Palpation of the lacrimal sac area might reveal the presence of mucocele or occasionally lacrimal sac masses (Fig. 6.4a, b). Pressure over the lacrimal sac can cause mucopurulent material to regurgitate through the punctum confirming a diagnosis of chronic dacryocystitis or lacrimal mucocele [1, 2]. If pressure regurgitation over the lacrimal sac (ROPLAS) is positive, note is made of the type of the regurgitated material (watery, mucoid, mucopurulent, blood stained) and whether it is coming from the same or opposite punctum. To avoid false negative results, it is important to apply pressure over the lacrimal sac in the lacrimal fossa in a slightly backward and upward direction.

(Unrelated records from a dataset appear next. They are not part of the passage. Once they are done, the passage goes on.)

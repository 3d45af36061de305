//! news-sniffer pipeline
//!
//! Fetch news for a topic, hand it to a hosted assistant and persist the
//! structured reply:
//!
//! 1. [`sniffer_search`] queries the search API
//! 2. [`sniffer_prompt`] renders the prompt
//! 3. [`sniffer_assistant`] runs the assistant and waits for its reply
//! 4. [`persist`] writes the reply as JSON, or as raw text if it is not JSON
//!
//! [`NewsSniffer`] wires the stages together from a [`SnifferConfig`].
//!
//! # Example
//!
//! ```no_run
//! use sniffer_core::{NewsSniffer, SnifferConfig};
//!
//! #[tokio::main]
//! async fn main() -> Result<(), Box<dyn std::error::Error>> {
//!     let config = SnifferConfig::from_env()?;
//!     let sniffer = NewsSniffer::from_config(&config)?;
//!
//!     let report = sniffer.run("market volatility").await?;
//!     println!("saved to {}", report.written_to.display());
//!     Ok(())
//! }
//! ```

pub mod config;
pub mod error;
pub mod persist;
pub mod pipeline;

pub use config::{
    AssistantConfig, CONFIG_PATH_ENV, Credentials, DEFAULT_CONFIG_FILE, SnifferConfig,
    SnifferConfigBuilder,
};
pub use error::{ConfigError, PersistError, Result, SnifferError};
pub use persist::{Persister, RAW_OUTPUT_FILE, STRUCTURED_OUTPUT_FILE, SnifferOutput};
pub use pipeline::{NewsSniffer, SnifferReport};
//! OpenAI Assistants API client
//!
//! Implements [`AssistantApi`] over the v2 Assistants endpoints.
//! See: https://platform.openai.com/docs/api-reference/assistants
//!
//! # Example
//!
//! ```no_run
//! use sniffer_assistant::{AssistantApi, AssistantClientConfig, OpenAIAssistantClient};
//!
//! #[tokio::main]
//! async fn main() -> Result<(), Box<dyn std::error::Error>> {
//!     let config = AssistantClientConfig::new("sk-...")
//!         .with_api_base("https://api.openai.com/v1")
//!         .with_timeout(60);
//!
//!     let client = OpenAIAssistantClient::with_config(config)?;
//!     let thread = client.create_thread().await?;
//!     println!("thread: {}", thread.id);
//!     Ok(())
//! }
//! ```

use crate::api::AssistantApi;
use crate::error::{AssistantError, Result};
use crate::types::{ListResponse, Run, Thread, ThreadMessage};
use async_trait::async_trait;
use reqwest::{Client, RequestBuilder, Response};
use serde::Serialize;
use serde::de::DeserializeOwned;
use std::time::Duration;
use tracing::{debug, instrument};

/// Default base URL for the OpenAI API
pub const DEFAULT_OPENAI_API_BASE: &str = "https://api.openai.com/v1";
const DEFAULT_TIMEOUT_SECS: u64 = 60;
const ASSISTANTS_BETA_HEADER: &str = "assistants=v2";
const MESSAGE_PAGE_SIZE: &str = "20";

/// Configuration for the Assistants client
#[derive(Clone)]
pub struct AssistantClientConfig {
    /// API key for authentication
    pub api_key: String,

    /// Base URL (default: "https://api.openai.com/v1")
    pub api_base: String,

    /// Request timeout in seconds (default: 60)
    pub timeout_secs: u64,
}

impl AssistantClientConfig {
    /// Create a new config with the given API key and default settings
    pub fn new(api_key: impl Into<String>) -> Self {
        Self {
            api_key: api_key.into(),
            api_base: DEFAULT_OPENAI_API_BASE.to_string(),
            timeout_secs: DEFAULT_TIMEOUT_SECS,
        }
    }

    /// Create config from environment variables
    ///
    /// Reads the API key from `OPENAI_API_KEY` and, when set, the base URL
    /// from `OPENAI_API_BASE`.
    pub fn from_env() -> Result<Self> {
        let api_key = std::env::var("OPENAI_API_KEY").map_err(|_| {
            AssistantError::Configuration("OPENAI_API_KEY environment variable not set".to_string())
        })?;

        let api_base = std::env::var("OPENAI_API_BASE")
            .unwrap_or_else(|_| DEFAULT_OPENAI_API_BASE.to_string());

        Ok(Self::new(api_key).with_api_base(api_base))
    }

    /// Set custom API base URL
    pub fn with_api_base(mut self, api_base: impl Into<String>) -> Self {
        self.api_base = api_base.into().trim_end_matches('/').to_string();
        self
    }

    /// Set request timeout in seconds
    pub fn with_timeout(mut self, timeout_secs: u64) -> Self {
        self.timeout_secs = timeout_secs;
        self
    }
}

impl std::fmt::Debug for AssistantClientConfig {
    fn fmt(&self, f: &mut std::fmt::Formatter<'_>) -> std::fmt::Result {
        f.debug_struct("AssistantClientConfig")
            .field("api_key", &"<redacted>")
            .field("api_base", &self.api_base)
            .field("timeout_secs", &self.timeout_secs)
            .finish()
    }
}

/// HTTP client for the Assistants API
pub struct OpenAIAssistantClient {
    client: Client,
    config: AssistantClientConfig,
}

impl OpenAIAssistantClient {
    /// Create a client with custom configuration
    pub fn with_config(config: AssistantClientConfig) -> Result<Self> {
        if config.api_key.trim().is_empty() {
            return Err(AssistantError::Configuration(
                "assistant API key is empty".to_string(),
            ));
        }

        let client = Client::builder()
            .timeout(Duration::from_secs(config.timeout_secs))
            .build()?;

        Ok(Self { client, config })
    }

    /// Create a client with an API key and default settings
    pub fn new(api_key: impl Into<String>) -> Result<Self> {
        Self::with_config(AssistantClientConfig::new(api_key))
    }

    /// Create a client from `OPENAI_API_KEY` / `OPENAI_API_BASE`
    pub fn from_env() -> Result<Self> {
        Self::with_config(AssistantClientConfig::from_env()?)
    }

    /// Get the current configuration
    pub fn config(&self) -> &AssistantClientConfig {
        &self.config
    }

    fn url(&self, path: &str) -> String {
        format!("{}{}", self.config.api_base, path)
    }

    fn authorized(&self, request: RequestBuilder) -> RequestBuilder {
        request
            .bearer_auth(&self.config.api_key)
            .header("OpenAI-Beta", ASSISTANTS_BETA_HEADER)
    }

    async fn get<T: DeserializeOwned>(&self, path: &str, query: &[(&str, &str)]) -> Result<T> {
        let response = self
            .authorized(self.client.get(self.url(path)))
            .query(query)
            .send()
            .await?;
        parse_response(response).await
    }

    async fn post<B: Serialize + ?Sized, T: DeserializeOwned>(
        &self,
        path: &str,
        body: &B,
    ) -> Result<T> {
        let response = self
            .authorized(self.client.post(self.url(path)))
            .json(body)
            .send()
            .await?;
        parse_response(response).await
    }
}

#[async_trait]
impl AssistantApi for OpenAIAssistantClient {
    #[instrument(skip(self))]
    async fn create_thread(&self) -> Result<Thread> {
        let thread: Thread = self.post("/threads", &serde_json::json!({})).await?;
        debug!(thread_id = %thread.id, "Thread created");
        Ok(thread)
    }

    #[instrument(skip(self, content), fields(content_len = content.len()))]
    async fn create_message(&self, thread_id: &str, content: &str) -> Result<ThreadMessage> {
        let body = CreateMessageRequest {
            role: "user",
            content,
        };
        self.post(&format!("/threads/{thread_id}/messages"), &body)
            .await
    }

    #[instrument(skip(self))]
    async fn create_run(&self, thread_id: &str, assistant_id: &str) -> Result<Run> {
        let body = CreateRunRequest { assistant_id };
        let run: Run = self
            .post(&format!("/threads/{thread_id}/runs"), &body)
            .await?;
        debug!(run_id = %run.id, status = %run.status, "Run created");
        Ok(run)
    }

    #[instrument(skip(self))]
    async fn retrieve_run(&self, thread_id: &str, run_id: &str) -> Result<Run> {
        self.get(&format!("/threads/{thread_id}/runs/{run_id}"), &[])
            .await
    }

    #[instrument(skip(self))]
    async fn list_messages(&self, thread_id: &str) -> Result<Vec<ThreadMessage>> {
        let page: ListResponse<ThreadMessage> = self
            .get(
                &format!("/threads/{thread_id}/messages"),
                &[("order", "desc"), ("limit", MESSAGE_PAGE_SIZE)],
            )
            .await?;
        Ok(page.data)
    }
}

// ============================================================================
// Request bodies
// ============================================================================

#[derive(Debug, Serialize)]
struct CreateMessageRequest<'a> {
    role: &'a str,
    content: &'a str,
}

#[derive(Debug, Serialize)]
struct CreateRunRequest<'a> {
    assistant_id: &'a str,
}

// ============================================================================
// Response handling
// ============================================================================

async fn parse_response<T: DeserializeOwned>(response: Response) -> Result<T> {
    let status = response.status();
    if !status.is_success() {
        let body = response.text().await.unwrap_or_default();
        let message = api_error_message(&body);

        return Err(match status.as_u16() {
            401 => AssistantError::Authentication,
            429 => AssistantError::RateLimited(message),
            code => AssistantError::Api {
                status: code,
                message,
            },
        });
    }

    response
        .json::<T>()
        .await
        .map_err(|e| AssistantError::UnexpectedResponse(format!("Failed to parse response: {e}")))
}

fn api_error_message(body: &str) -> String {
    serde_json::from_str::<serde_json::Value>(body)
        .ok()
        .and_then(|v| {
            v.pointer("/error/message")
                .and_then(|m| m.as_str())
                .map(str::to_string)
        })
        .unwrap_or_else(|| body.to_string())
}

#[cfg(test)]
mod tests {
    use super::*;
    use crate::types::{MessageRole, RunStatus};
    use serde_json::json;
    use wiremock::matchers::{body_json, header, method, path, query_param};
    use wiremock::{Mock, MockServer, ResponseTemplate};

    fn client_for(server: &MockServer) -> OpenAIAssistantClient {
        let config = AssistantClientConfig::new("test-key").with_api_base(server.uri());
        OpenAIAssistantClient::with_config(config).unwrap()
    }

    #[test]
    fn test_config_defaults() {
        let config = AssistantClientConfig::new("k");
        assert_eq!(config.api_base, DEFAULT_OPENAI_API_BASE);
        assert_eq!(config.timeout_secs, DEFAULT_TIMEOUT_SECS);

        let config = config.with_api_base("http://localhost:8080/v1/");
        assert_eq!(config.api_base, "http://localhost:8080/v1");
    }

    #[test]
    fn test_empty_key_rejected() {
        assert!(matches!(
            OpenAIAssistantClient::new(" "),
            Err(AssistantError::Configuration(_))
        ));
    }

    #[test]
    fn test_debug_redacts_key() {
        let printed = format!("{:?}", AssistantClientConfig::new("sk-secret"));
        assert!(!printed.contains("sk-secret"));
    }

    #[tokio::test]
    async fn test_create_thread_sends_headers() {
        let server = MockServer::start().await;

        Mock::given(method("POST"))
            .and(path("/threads"))
            .and(header("authorization", "Bearer test-key"))
            .and(header("openai-beta", "assistants=v2"))
            .respond_with(
                ResponseTemplate::new(200)
                    .set_body_json(json!({"id": "thread_abc", "object": "thread"})),
            )
            .expect(1)
            .mount(&server)
            .await;

        let thread = client_for(&server).create_thread().await.unwrap();
        assert_eq!(thread.id, "thread_abc");
    }

    #[tokio::test]
    async fn test_create_message_and_run() {
        let server = MockServer::start().await;

        Mock::given(method("POST"))
            .and(path("/threads/thread_abc/messages"))
            .and(body_json(json!({"role": "user", "content": "hello"})))
            .respond_with(ResponseTemplate::new(200).set_body_json(json!({
                "id": "msg_1",
                "role": "user",
                "content": [{"type": "text", "text": {"value": "hello", "annotations": []}}]
            })))
            .expect(1)
            .mount(&server)
            .await;

        Mock::given(method("POST"))
            .and(path("/threads/thread_abc/runs"))
            .and(body_json(json!({"assistant_id": "asst_1"})))
            .respond_with(ResponseTemplate::new(200).set_body_json(json!({
                "id": "run_1",
                "thread_id": "thread_abc",
                "assistant_id": "asst_1",
                "status": "queued"
            })))
            .expect(1)
            .mount(&server)
            .await;

        let client = client_for(&server);
        let message = client.create_message("thread_abc", "hello").await.unwrap();
        assert_eq!(message.role, MessageRole::User);

        let run = client.create_run("thread_abc", "asst_1").await.unwrap();
        assert_eq!(run.id, "run_1");
        assert_eq!(run.status, RunStatus::Queued);
    }

    #[tokio::test]
    async fn test_list_messages_newest_first() {
        let server = MockServer::start().await;

        Mock::given(method("GET"))
            .and(path("/threads/thread_abc/messages"))
            .and(query_param("order", "desc"))
            .respond_with(ResponseTemplate::new(200).set_body_json(json!({
                "object": "list",
                "data": [
                    {"id": "msg_2", "role": "assistant", "run_id": "run_1",
                     "content": [{"type": "text", "text": {"value": "reply", "annotations": []}}]},
                    {"id": "msg_1", "role": "user",
                     "content": [{"type": "text", "text": {"value": "prompt", "annotations": []}}]}
                ],
                "has_more": false
            })))
            .mount(&server)
            .await;

        let messages = client_for(&server).list_messages("thread_abc").await.unwrap();
        assert_eq!(messages.len(), 2);
        assert_eq!(messages[0].text().as_deref(), Some("reply"));
    }

    #[tokio::test]
    async fn test_error_status_mapping() {
        let server = MockServer::start().await;

        Mock::given(method("GET"))
            .and(path("/threads/t/runs/unauthorized"))
            .respond_with(ResponseTemplate::new(401))
            .mount(&server)
            .await;
        Mock::given(method("GET"))
            .and(path("/threads/t/runs/limited"))
            .respond_with(ResponseTemplate::new(429).set_body_json(json!({
                "error": {"message": "Too many requests"}
            })))
            .mount(&server)
            .await;
        Mock::given(method("GET"))
            .and(path("/threads/t/runs/missing"))
            .respond_with(ResponseTemplate::new(404).set_body_json(json!({
                "error": {"message": "No run found with id 'missing'."}
            })))
            .mount(&server)
            .await;

        let client = client_for(&server);

        assert!(matches!(
            client.retrieve_run("t", "unauthorized").await,
            Err(AssistantError::Authentication)
        ));
        match client.retrieve_run("t", "limited").await {
            Err(AssistantError::RateLimited(msg)) => assert_eq!(msg, "Too many requests"),
            other => panic!("Expected RateLimited, got {other:?}"),
        }
        match client.retrieve_run("t", "missing").await {
            Err(AssistantError::Api { status, message }) => {
                assert_eq!(status, 404);
                assert!(message.contains("No run found"));
            }
            other => panic!("Expected Api error, got {other:?}"),
        }
    }

    #[tokio::test]
    async fn test_malformed_body() {
        let server = MockServer::start().await;

        Mock::given(method("POST"))
            .and(path("/threads"))
            .respond_with(ResponseTemplate::new(200).set_body_string("not json"))
            .mount(&server)
            .await;

        assert!(matches!(
            client_for(&server).create_thread().await,
            Err(AssistantError::UnexpectedResponse(_))
        ));
    }
}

A positive regurgitation test is a confirmatory test for chronic dacryocystitis with NLDO and no further diagnostic testing is usually necessary in these cases. Interpretation of ROPLAS test results is given in Table 6.1.
Fig. 6.4
ROPLAS test. Eliciting the ROPLAS test by pressing upon the lacrimal sac in the lacrimal fossa. Regurgitation of fluid from same or opposite punctum is noted (a). Schematic diagram showing ROPLAS test (b)
Table 6.1
Interpretation of ROPLAS findings
ROPLAS test finding | Interpretation |
---|---|
Clear, mucoid, or mucopurulent regurgitation on pressure over the sac | Nasolacrimal duct obstruction |
Regurgitation test positive with blood tinged fluid | Rule out dacryolith or lacrimal sac tumor |
No regurgitation of fluid through the punctum while pressing over a distended sac and the sac remains dilated | Encysted mucocele |
No regurgitation of fluid through the punctum while pressing over a distended sac but the sac empties into the nose | Atonic sac or internal fistulae |
A detailed slit lamp evaluation is also must in cases of watering (Fig. 6.5a–c). Size, site, and position of the punctum should be noted to rule out any stenosis or agenesis of the punctum. The normal position of the punctum is at the summit of the lacrimal papilla facing the tear lake. Eversion of the punctum out of the tear lake can occur due to eyelid laxity or loss of eyelid tone as in cases of facial palsy. A red, swollen, pouting punctum can be a sign of canaliculitis. The diagnosis of canaliculitis is can additionally be confirmed by expressing out concretions through the punctum by applying pressure with cotton bud. Blepharitis and meibomitis can also be detected on slit lamp examination which can cause watering due to disturbance of the tear film layer. Blepharitis can also be associated with marginal keratitis and can cause reflex watering. Watering in cases of allergic conjunctivitis will have associated conjunctival papillae and follicles on slit lamp examination. Presence of punctate corneal staining due to corneal exposure and xerosis can cause reflex watering in patients with lagophthalmos. Height of the marginal tear meniscus is noted by staining the tear film with fluorescein dye (Fig. 6.6). Increased tear meniscus height is seen in cases of obstructive and functional epiphora and a decreased meniscus height if associated with other signs like corneal filaments, ocular surface inflammation, and punctate staining, and low Schirmer values can indicate a dry eye disease.
Fig. 6.5
Slit lamp evaluation of the punctum and adnexa. A case of punctal agenesis (a). Canaliculitis causing epiphora and discharge, Note the erythema, edema, and pouting of the lower punctum (b). Canaliculitis and secondary keratitis caused by a parasitic worm blocking the canaliculus and punctum (c)
Fig. 6.6
Fluorescein dye disappearance test. Positive test showing retention of the dye in the cul de sac after 5 min
Diagnostic Clinical Tests
Diagnostic tests in cases of watery eyes include both excretory and secretory tests [2]. The excretory tests check for the anatomical patency and function of the lacrimal outflow pathway, whereas the secretory tests check for any evidence of dry eye which can cause reflex hypersecretion. The anatomical patency of the lacrimal outflow pathway is tested by lacrimal irrigation, diagnostic probing, and dacryocystography.